The team adds that the model can be useful to quantify the value of mask wearing and social distancing. If both people are wearing N95 masks, the risk of transmission is reduced by a factor of 400—that’s less than a 1% chance of getting the virus. But even a simple cloth mask will significantly reduce transmission probability, according to the model. The team also found that social distancing has a linear correlation to risk; if you double the distance, you double the protection factor, or reduce your risk by half.
As with most COVID-19 models, some variables are known and some are still a mystery. For example, we still don’t know how many inhaled SARS-CoV-2 virus particles are needed to trigger an infection. Environmental variables, like wind or HVAC systems, are also tricky to pin down.

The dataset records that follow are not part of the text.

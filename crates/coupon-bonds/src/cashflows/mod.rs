//! Cash flow generation for bonds.
//!
//! - [`build_schedule`]: turns [`BondTerms`](crate::instruments::BondTerms)
//!   into a dated payment [`Schedule`]
//! - [`AccruedInterestCalculator`]: interest earned since the last payment

mod accrued;
mod schedule;

pub use accrued::AccruedInterestCalculator;
pub use schedule::{build_schedule, Schedule};
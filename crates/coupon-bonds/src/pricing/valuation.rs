//! Pricing results.

use serde::{Deserialize, Serialize};

use coupon_core::types::Date;
use coupon_curves::RateSource;

use crate::cashflows::Schedule;

/// One remaining payment with its discounting inputs.
#[derive(Debug, Clone, Copy, PartialEq, Serialize, Deserialize)]
pub struct DiscountedCashFlow {
    /// Payment date.
    pub date: Date,
    /// Undiscounted amount.
    pub amount: f64,
    /// Days from settlement to payment.
    pub days: i64,
    /// ACT/365F year fraction from settlement to payment.
    pub year_fraction: f64,
    /// Curve rate used for this payment.
    pub rate: f64,
    /// Whether the rate was interpolated or extrapolated.
    pub rate_source: RateSource,
    /// `1 / (1 + rate)^year_fraction`.
    pub discount_factor: f64,
    /// `amount * discount_factor`.
    pub present_value: f64,
}

impl DiscountedCashFlow {
    /// Returns true if the rate came from outside the curve's range.
    #[must_use]
    pub fn is_extrapolated(&self) -> bool {
        matches!(self.rate_source, RateSource::Extrapolated { .. })
    }
}

/// Result of pricing a schedule against a rate curve.
#[derive(Debug, Clone, PartialEq, Serialize, Deserialize)]
pub struct Valuation {
    /// Settlement date priced at.
    pub settlement: Date,
    /// Clean price: present value less accrued interest.
    pub fair_price: f64,
    /// Sum of discounted remaining payments.
    pub gross_present_value: f64,
    /// Interest accrued to settlement.
    pub accrued_interest: f64,
    /// Days from settlement to the next payment.
    pub days_to_first_flow: i64,
    /// Per-payment breakdown in date order.
    pub flows: Vec<DiscountedCashFlow>,
    /// Payments remaining after settlement.
    pub remaining_schedule: Schedule,
}

impl Valuation {
    /// Returns the discount factor of each remaining payment.
    #[must_use]
    pub fn discount_factors(&self) -> Vec<f64> {
        self.flows.iter().map(|f| f.discount_factor).collect()
    }

    /// Returns the year fraction of each remaining payment.
    #[must_use]
    pub fn year_fractions(&self) -> Vec<f64> {
        self.flows.iter().map(|f| f.year_fraction).collect()
    }

    /// Returns the present value of each remaining payment.
    #[must_use]
    pub fn discounted_amounts(&self) -> Vec<f64> {
        self.flows.iter().map(|f| f.present_value).collect()
    }

    /// Returns true if any payment was discounted at an extrapolated rate.
    #[must_use]
    pub fn has_extrapolation(&self) -> bool {
        self.flows.iter().any(DiscountedCashFlow::is_extrapolated)
    }

    /// Returns the payments discounted at extrapolated rates.
    pub fn extrapolated_flows(&self) -> impl Iterator<Item = &DiscountedCashFlow> {
        self.flows.iter().filter(|f| f.is_extrapolated())
    }

    /// Returns the undiscounted sum of remaining payments.
    #[must_use]
    pub fn undiscounted_total(&self) -> f64 {
        self.flows.iter().map(|f| f.amount).sum()
    }
}
//! Coupon Configuration Layer
//!
//! Pricing options for the discount engine, loadable from TOML and checked
//! through the [`Validate`] trait before use.
//!
//! # Example
//!
//! ```rust
//! use coupon_config::{PricingConfig, Validate};
//! use coupon_math::extrapolation::ExtrapolationMethod;
//!
//! let config = PricingConfig::from_toml_str(
//!     r#"
//!     name = "GILT.STRICT"
//!     extrapolation = "none"
//!     "#,
//! )
//! .unwrap();
//!
//! assert_eq!(config.extrapolation, ExtrapolationMethod::None);
//! assert!(!config.floor_accrued_at_zero);
//! assert!(config.is_valid());
//! ```

#![warn(missing_docs)]
#![warn(clippy::all)]
#![warn(clippy::pedantic)]
#![allow(clippy::module_name_repetitions)]
#![allow(clippy::missing_errors_doc)]
#![allow(clippy::must_use_candidate)]
#![allow(clippy::return_self_not_must_use)]

pub mod error;
pub mod pricing;

pub use error::{ConfigError, ConfigResult, Validate, ValidationError};
pub use pricing::PricingConfig;
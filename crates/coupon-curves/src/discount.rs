//! Annual-compounding discount factors.
//!
//! Curve rates are annually compounded, so the present value of one unit
//! paid `t` years from settlement is
//!
//! $$DF(t) = \frac{1}{(1 + r)^t}$$
//!
//! # Example
//!
//! ```rust
//! use coupon_curves::discount_factor;
//!
//! let df = discount_factor(0.05, 2.0);
//! assert!((df - 1.0 / 1.1025).abs() < 1e-12);
//! ```

/// Returns the discount factor for an annually compounded `rate` over
/// `t` years.
///
/// `rate` must be greater than -1 for the result to be meaningful; curves
/// reject anything else on construction.
#[must_use]
pub fn discount_factor(rate: f64, t: f64) -> f64 {
    1.0 / (1.0 + rate).powf(t)
}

Even with these uncertainties, the researchers believe that their model provides a useful framework for understanding how our choices can increase or reduce our risk of getting the virus. Infectious disease models are usually designed to be understood by experts. The model developed by the team, on the other hand, is accessible to everyone, from scientists and policymakers to the average person trying to assess their own risk.
The team hopes that taking a simple mathematical approach to a complex problem will spur new conversations about COVID-19 transmission, just as the Drake model inspired new searches for intelligent alien life.
“With more information, you can calculate a very specific risk. More generally, our goal is to present how all these variables interact in the transmission process,” Mittal says. “We think our model can inform future studies that will close these gaps in our understanding about COVID-19 and provide better quantification of all the variables involved in our model.”
Wen Wu, an assistant professor of mechanical engineering at the University of Mississippi, is a co-author of this study.